Robert Anthony (born May 15, 1948) is a Republican politician from the U.S. state of Oklahoma. Anthony is serving his fifth consecutive six-year term on the Oklahoma Corporation Commission, where he has served since 1989. He was an unsuccessful candidate for the United States Senate in 2004, and unsuccessful candidate for United States Congress running against Glenn English in 1990. Anthony is term-limited in 2024.

Early life and career
Anthony was born at St. Anthony Hospital in Oklahoma City on May 15, 1948.
Anthony earned a bachelor's degree from the Wharton School of Finance at the University of Pennsylvania, a master's degree in economics from the London School of Economics, a master's degree from Yale University and a master's degree in public administration from the Kennedy School of Government at Harvard University.

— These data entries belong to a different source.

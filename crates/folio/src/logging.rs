//! Log file setup.
//!
//! The terminal belongs to the UI, so logs go to a file:
//! `<data dir>/folio.log` unless `--log-file` says otherwise. `RUST_LOG`
//! controls the filter and defaults to `info`.

use std::fs::{self, OpenOptions};
use std::path::PathBuf;
use std::sync::Mutex;

use color_eyre::eyre::{Result, WrapErr, eyre};
use directories::ProjectDirs;
use tracing_subscriber::EnvFilter;

const LOG_FILE_NAME: &str = "folio.log";

/// Default log file location, if the platform has a data directory.
pub fn default_log_path() -> Option<PathBuf> {
    ProjectDirs::from("", "", "folio").map(|dirs| dirs.data_local_dir().join(LOG_FILE_NAME))
}

/// Install the global subscriber. Returns the log file path, or `None` if no
/// location could be determined (logging is then disabled).
pub fn init(log_file: Option<PathBuf>) -> Result<Option<PathBuf>> {
    let Some(path) = log_file.or_else(default_log_path) else {
        return Ok(None);
    };

    if let Some(parent) = path.parent() {
        fs::create_dir_all(parent)
            .wrap_err_with(|| format!("failed to create log directory {}", parent.display()))?;
    }
    let file = OpenOptions::new()
        .create(true)
        .append(true)
        .open(&path)
        .wrap_err_with(|| format!("failed to open log file {}", path.display()))?;

    let filter = EnvFilter::try_from_default_env().unwrap_or_else(|_| EnvFilter::new("info"));

    tracing_subscriber::fmt()
        .with_env_filter(filter)
        .with_writer(Mutex::new(file))
        .with_ansi(false)
        .with_target(true)
        .try_init()
        .map_err(|err| eyre!(err))?;

    Ok(Some(path))
}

Anthony was a captain in the United States Army Reserves, worked in his grandfather's retail clothing company C.R. Anthony Co. Worked as a staff economist for the Interior Committee of the United States House of Representatives and as a consultant for the Library of Congress from 1976 to 1979. He was the president of C.R. Anthony Co. (A chain of Oklahoma-based retail stores founded by his grandfather C.R. Anthony in 1922 in Cushing, Oklahoma.) from 1980 to 1987.

Political career
Anthony served as a member of the Oklahoma City Council from 1979–1980. He first won election to the Oklahoma Corporation Commission (OCC) in 1988 and took office in 1989. He was re-elected in 1994, 2000, 2006, 2012, and again in 2018. In 2004 he entered the race to succeed Don Nickles in the United States Senate, but finished third in the primary, losing to Tom Coburn.

Anthony revealed in late 1992 that he had been cooperating in a federal bribery probe, secretly taping utility company representatives who broke laws prohibiting donations to regulators. The scandal was averted at the last minute by a company buyout.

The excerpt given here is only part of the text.